### WORK TO BE COMPLETED
Nothing but the lines from the top of the following entries through the line with "windows were generated" should be printed, exactly as they are.
SOURCE DATA: Begin
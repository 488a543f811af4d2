use crate::config::ConfigError;

/// Errors that abort a walk-forward run before or during its window loop.
#[derive(Debug)]
pub enum WalkForwardError {
    ConfigInvalid(ConfigError),
    BaseConfigInvalid(btq_backtest::ConfigError),
    ///  `WalkForwardInsufficientWindows`: fewer windows were generated
    /// than `minWindows` requires. Fails before any window is optimized.
    InsufficientWindows { generated: usize, min_windows: usize },
    /// Every window's in-sample optimization failed; there is nothing to
    /// aggregate. Not a named error kind on its own, mirroring
    /// `btq-optimize`'s `NoSuccessfulRuns`.
    NoSuccessfulWindows,
}

impl std::fmt::Display for WalkForwardError {
    fn fmt(&self, f: &mut std::fmt::Formatter<'_>) -> std::fmt::Result {
        match self {
            WalkForwardError::ConfigInvalid(e) => write!(f, "walk-forward config invalid: {e}"),
            WalkForwardError::BaseConfigInvalid(e) => write!(f, "base backtest config invalid: {e}"),
            WalkForwardError::InsufficientWindows { generated, min_windows } => write!(
                f,
                "generated {generated} windows, fewer than minWindows {min_windows}"
            ),
            WalkForwardError::NoSuccessfulWindows => write!(f, "no window completed successfully"),
        }
    }
}

impl std::error::Error for WalkForwardError {}

impl From<ConfigError> for WalkForwardError {
    fn from(e: ConfigError) -> Self {
        WalkForwardError::ConfigInvalid(e)
    }
}

impl From<btq_backtest::ConfigError> for WalkForwardError {
    fn from(e: btq_backtest::ConfigError) -> Self {
        WalkForwardError::BaseConfigInvalid(e)
    }
}
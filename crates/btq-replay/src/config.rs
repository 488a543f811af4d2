use btq_decimal::TradeDate;
use btq_market::Timeframe;
use serde::{Deserialize, Serialize};

/// Selects the bars a [`crate::DataReplay`] materializes: which symbols, at
/// which timeframe, over which inclusive calendar-day range.
#[derive(Clone, Debug, PartialEq, Eq, Serialize, Deserialize)]
pub struct ReplayConfig {
    pub symbols: Vec<String>,
    pub timeframe: Timeframe,
    pub start_date: TradeDate,
    pub end_date: TradeDate,
}
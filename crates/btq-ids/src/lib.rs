//! btq-ids
//!
//! 128-bit identifiers for runs, orders, fills, trades, and signals.
//! IDs are time-prefixed so that lexicographic string order always agrees
//! with generation order, letting callers sort or range-scan on the ID
//! alone without a separate `created_at` index.

mod generator;
mod id;

pub use generator::{IdGenerator, MonotonicIdGenerator};
pub use id::Id;
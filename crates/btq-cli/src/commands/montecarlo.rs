use anyhow::{Context, Result};
use btq_backtest::BacktestResult;
use btq_montecarlo::{MonteCarloConfig, MonteCarloMethod, MonteCarloSimulator, DEFAULT_HISTOGRAM_BINS};
use serde::Deserialize;

use crate::config::load_layered_yaml;

/// The CLI-facing slice of a Monte-Carlo config: everything except
/// `base_pnls`/`initial_capital`, which come from the `--from` result
/// report instead of a YAML file (its `baseResult` attribute).
#[derive(Deserialize)]
#[serde(rename_all = "camelCase")]
struct MonteCarloCliConfig {
    method: MonteCarloMethod,
    num_simulations: usize,
    confidence_level: f64,
    #[serde(default = "default_block_size")]
    block_size: usize,
    #[serde(default)]
    preserve_correlation: bool,
    #[serde(default)]
    seed: Option<u64>,
    #[serde(default = "default_histogram_bins")]
    histogram_bins: usize,
}

fn default_block_size() -> usize {
    5
}

fn default_histogram_bins() -> usize {
    DEFAULT_HISTOGRAM_BINS
}

pub fn run(config_paths: &[String], from_path: &str, json: bool) -> Result<()> {
    let loaded = load_layered_yaml(config_paths)?;
    let cli_config: MonteCarloCliConfig =
        serde_json::from_value(loaded.value).context("config does not match a Monte-Carlo configuration")?;

    let raw = std::fs::read_to_string(from_path)
        .with_context(|| format!("read base result: {from_path}"))?;
    let base_result: BacktestResult =
        serde_json::from_str(&raw).with_context(|| format!("parse base result: {from_path}"))?;

    let seed = super::resolve_seed(cli_config.seed);

    let mut config = MonteCarloConfig::from_backtest_result(
        &base_result,
        cli_config.method,
        cli_config.num_simulations,
        cli_config.confidence_level,
        cli_config.block_size,
        cli_config.preserve_correlation,
        Some(seed),
    );
    config.histogram_bins = cli_config.histogram_bins;

    tracing::info!(config_hash = %loaded.config_hash, base_trades = config.base_pnls.len(), "loaded monte-carlo config");

    let simulator = MonteCarloSimulator;
    let result = simulator.run(&config)?;

    println!("num_simulations={}", result.num_simulations);
    println!("mean_return_percent={}", result.mean_return_percent);
    println!("median_return_percent={}", result.median_return_percent);
    println!("value_at_risk_percent={}", result.value_at_risk_percent);
    println!(
        "conditional_value_at_risk_percent={}",
        result.conditional_value_at_risk_percent
    );
    println!("probability_of_profit={}", result.probability_of_profit);

    super::maybe_print_json(&result, json)
}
SOURCE DATA: End
### YOUR SOLUTION
repository 488a543f811af4d2
use crate::config::ConfigError;

/// Errors that abort a walk-forward run before or during its window loop.
#[derive(Debug)]
pub enum WalkForwardError {
    ConfigInvalid(ConfigError),
    BaseConfigInvalid(btq_backtest::ConfigError),
    ///  `WalkForwardInsufficientWindows`: fewer windows were generated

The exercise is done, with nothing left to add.